Actions

Work Header

Words I Couldn't Say

Summary:

In which, Jinyoung writes letters to convey his feelings for Jaebum.

ㅡㅡㅡㅡㅡㅡ

"Dear Jaebum,

You'll probably never read this... Just like all the letters before... But that's my fault..."

 

ㅡㅡㅡㅡㅡㅡ
This is my own personal work. All ideas in this story are my own.

 

Started: 03/07/18

Notes:

(See the end of the work for notes.)

Chapter Text

Dear Jaebum,

It's your new friend Jinyoung! I'm really happy that we started talking in class last week. It was nice to make a new friend this year.

I would have never thought that we would have been friends. I mean if you look at the two of us, you're far more popular than I could ever be, and most people don't even know who I am. I mean you're cool, funny, athletic, and smart. I'm just smart, and often too quiet for anyone to notice me. But I was so surprised when you commented on the book I was reading.

I know it's stereotypical, but with you being so popular and athletic I just didn't peg you for a reader. But we actually have similar tastes in books, and that's so cool.

Hmmm... That might come off weird and kind of mean, and I don't want it to. So maybe I won't give you this note. I don't want you to misunderstand what I'm trying to say. I just think you're so cool and I'm just amazed that a simple conversation about books could make you want to be friends with me.

I'm really happy that you do though, because I really like hanging out with you and your friends. Mark and Jackson are both athletic like you so I can see how you became friends with them, but Mark can also be really quiet (unlike Jackson, but that's okay. He's really nice.) so I think he and I will get along really well also.

It's been really nice to get to hang out with people and get away from the library for a change. But maybe I can show you my favorite spot in there sometime, and show you some of my favorite books.

I know I changed my mind about giving you this note, but now I just can't stop writing to you even though you won't ever read this one. I guess I can stop here and try again later or in a few days and hopefully not make a mess of the next note. Haha well, I'll see you at lunch then. Bye Jaebum!

Sincerely,
Park Jinyoung

P.S. I wonder how many Jinyoungs you know... Did I need to include my surname? Oh well. Bye!

Chapter Text

Dear Jaebum,

How has your weekend been? Did you do anything fun? I mostly just stayed at home reading that book you lent me on Friday. It's really good so far! Augustus' character is really interesting, and I really enjoy his interactions with Hazel Grace.
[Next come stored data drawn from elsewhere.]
use schemars::JsonSchema;
use serde::{Deserialize, Serialize};
use serde_json::Value;
use std::collections::BTreeMap;

/// Untyped configuration document: file name -> file content.
///
/// Files are validated individually against the declared [`ConfigShape`](crate::ConfigShape).
#[derive(Clone, Debug, Default, PartialEq, Serialize, Deserialize)]
#[serde(rename_all = "camelCase")]
pub struct RawConfigDocument {
    #[serde(default)]
    pub classifications: BTreeMap<String, Value>,
    #[serde(default)]
    pub policies: BTreeMap<String, Value>,
}

impl RawConfigDocument {
    pub fn with_classification(mut self, file: &str, content: Value) -> Self {
        self.classifications.insert(file.to_string(), content);
        self
    }

    pub fn with_policy(mut self, file: &str, content: Value) -> Self {
        self.policies.insert(file.to_string(), content);
        self
    }
}

/// Content of a classification file (`userPermissions`, `customPermissions`).
#[derive(Clone, Debug, Default, PartialEq, Serialize, Deserialize, JsonSchema)]
#[serde(rename_all = "camelCase", deny_unknown_fields)]
pub struct ClassificationFileV1 {
    #[serde(default)]
    pub permissions: BTreeMap<String, PermissionClassificationV1>,
}

#[derive(Clone, Debug, Default, PartialEq, Serialize, Deserialize, JsonSchema)]
#[serde(rename_all = "camelCase", deny_unknown_fields)]
pub struct PermissionClassificationV1 {
    #[serde(default, skip_serializing_if = "Option::is_none")]
    pub label: Option<String>,

    #[serde(default, skip_serializing_if = "Option::is_none")]
    pub reason: Option<String>,

    /// Risk level name: `Blocked`, `Critical`, `High`, `Medium`, `Low` or `Unknown`.
    pub classification: String,
}

#[derive(Clone, Debug, Default, PartialEq, Serialize, Deserialize, JsonSchema)]
#[serde(rename_all = "camelCase", deny_unknown_fields)]
pub struct RuleConfigV1 {
    /// Defaults to `true`.
    #[serde(default, skip_serializing_if = "Option::is_none")]
    pub enabled: Option<bool>,

    /// Rule-specific options.
    #[serde(default, skip_serializing_if = "Option::is_none")]
    pub options: Option<Value>,
}

#[derive(Clone, Debug, Default, PartialEq, Serialize, Deserialize, JsonSchema)]
#[serde(rename_all = "camelCase", deny_unknown_fields)]
pub struct PresetAssignmentV1 {
    /// Privilege level name: `Developer`, `Admin`, `PowerUser`, `StandardUser` or `Unknown`.
    pub preset: String,
}

#[derive(Clone, Debug, Default, PartialEq, Serialize, Deserialize, JsonSchema)]
#[serde(rename_all = "camelCase", deny_unknown_fields)]
pub struct UsersOptionsV1 {
    /// Preset for users without an explicit entry.
    #[serde(default, skip_serializing_if = "Option::is_none")]
    pub default_preset: Option<String>,

    #[serde(default, skip_serializing_if = "Option::is_none")]
    pub analyse_last_n_days_of_login_history: Option<u32>,
}

/// `profiles` policy file.
#[derive(Clone, Debug, Default, PartialEq, Serialize, Deserialize, JsonSchema)]
#[serde(rename_all = "camelCase", deny_unknown_fields)]
pub struct ProfilesPolicyV1 {
    #[serde(default, skip_serializing_if = "Option::is_none")]
    pub enabled: Option<bool>,
    #[serde(default)]
    pub rules: BTreeMap<String, RuleConfigV1>,
    #[serde(default)]
    pub profiles: BTreeMap<String, PresetAssignmentV1>,
}

/// `permissionSets` policy file.
#[derive(Clone, Debug, Default, PartialEq, Serialize, Deserialize, JsonSchema)]
#[serde(rename_all = "camelCase", deny_unknown_fields)]
pub struct PermissionSetsPolicyV1 {
    #[serde(default, skip_serializing_if = "Option::is_none")]
    pub enabled: Option<bool>,
    #[serde(default)]
    pub rules: BTreeMap<String, RuleConfigV1>,
    #[serde(default)]
    pub permission_sets: BTreeMap<String, PresetAssignmentV1>,
}

/// `users` policy file.
#[derive(Clone, Debug, Default, PartialEq, Serialize, Deserialize, JsonSchema)]
#[serde(rename_all = "camelCase", deny_unknown_fields)]
pub struct UsersPolicyV1 {
    #[serde(default, skip_serializing_if = "Option::is_none")]
    pub enabled: Option<bool>,
    #[serde(default)]
    pub rules: BTreeMap<String, RuleConfigV1>,
    #[serde(default)]
    pub users: BTreeMap<String, PresetAssignmentV1>,
    #[serde(default)]
    pub options: UsersOptionsV1,
}

/// `connectedApps` and `settings` policy files.
#[derive(Clone, Debug, Default, PartialEq, Serialize, Deserialize, JsonSchema)]
#[serde(rename_all = "camelCase", deny_unknown_fields)]
pub struct RulesOnlyPolicyV1 {
    #[serde(default, skip_serializing_if = "Option::is_none")]
    pub enabled: Option<bool>,
    #[serde(default)]
    pub rules: BTreeMap<String, RuleConfigV1>,
}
They're quite a funny pair.

It's going to be really sad if Hazel Grace dies… Is she going to? Wait! Actually no, don't tell me! I don't want to ruin the book.

Thank you for letting me borrow it, by the way. I really appreciate it. It makes me happy to know that you trust me with one of your books. I'll have to bring you one of my favorites so we can share with each other. I want to bring you a good one though, so I'll have to really think hard about it.

Well, I guess there's not much to say this time. I really just wanted to say thank you for the book and that I am reading it. I don't know…. I feel really nervous about giving you a note… I'm not even sure why…. Will you think it's weird? Would you even write back? Maybe I'll just keep these to myself. I don't know. We'll see.

Anyway, that's it for now. I guess I'll see you tomorrow morning at school. Bye Jaebum!

Sincerely,
Park Jinyoung

Chapter 3: 3

Notes:

Sorry for the delayed chapter, these last two weeks got a bit busy with Spring Break and my birthday. Hopefully, I can get back to ~weekly updates now.

I tried to make this one a little longer to make up for the delay.

Enjoy! <3

Chapter Text

Dear Jaebum,

How are you today? I hope you're well. I didn't see you yesterday at school. Were you out sick? I think you must have been. I hope everything is okay and that you aren't terribly ill or injured. I would bring you some soup or something but I don't know if you would think that would be weird or if we're even close enough for that to be an acceptable gesture. My mom always makes some really good cabbage porridge for me when I'm sick. It's one of my favorites and it definitely helps me feel better. I would have asked her to make some for me to bring you, but like I said, I didn't know how you would feel about me doing that. Plus there is also the fact that we haven't spent any time together outside of school so I don't know where you live. I could have probably asked Mark, but that would have just felt weird to me. "Hey Mark, can you tell me where Jaebum lives so I can bring him some porridge after school even though I've never been to his house before..." Just too weird.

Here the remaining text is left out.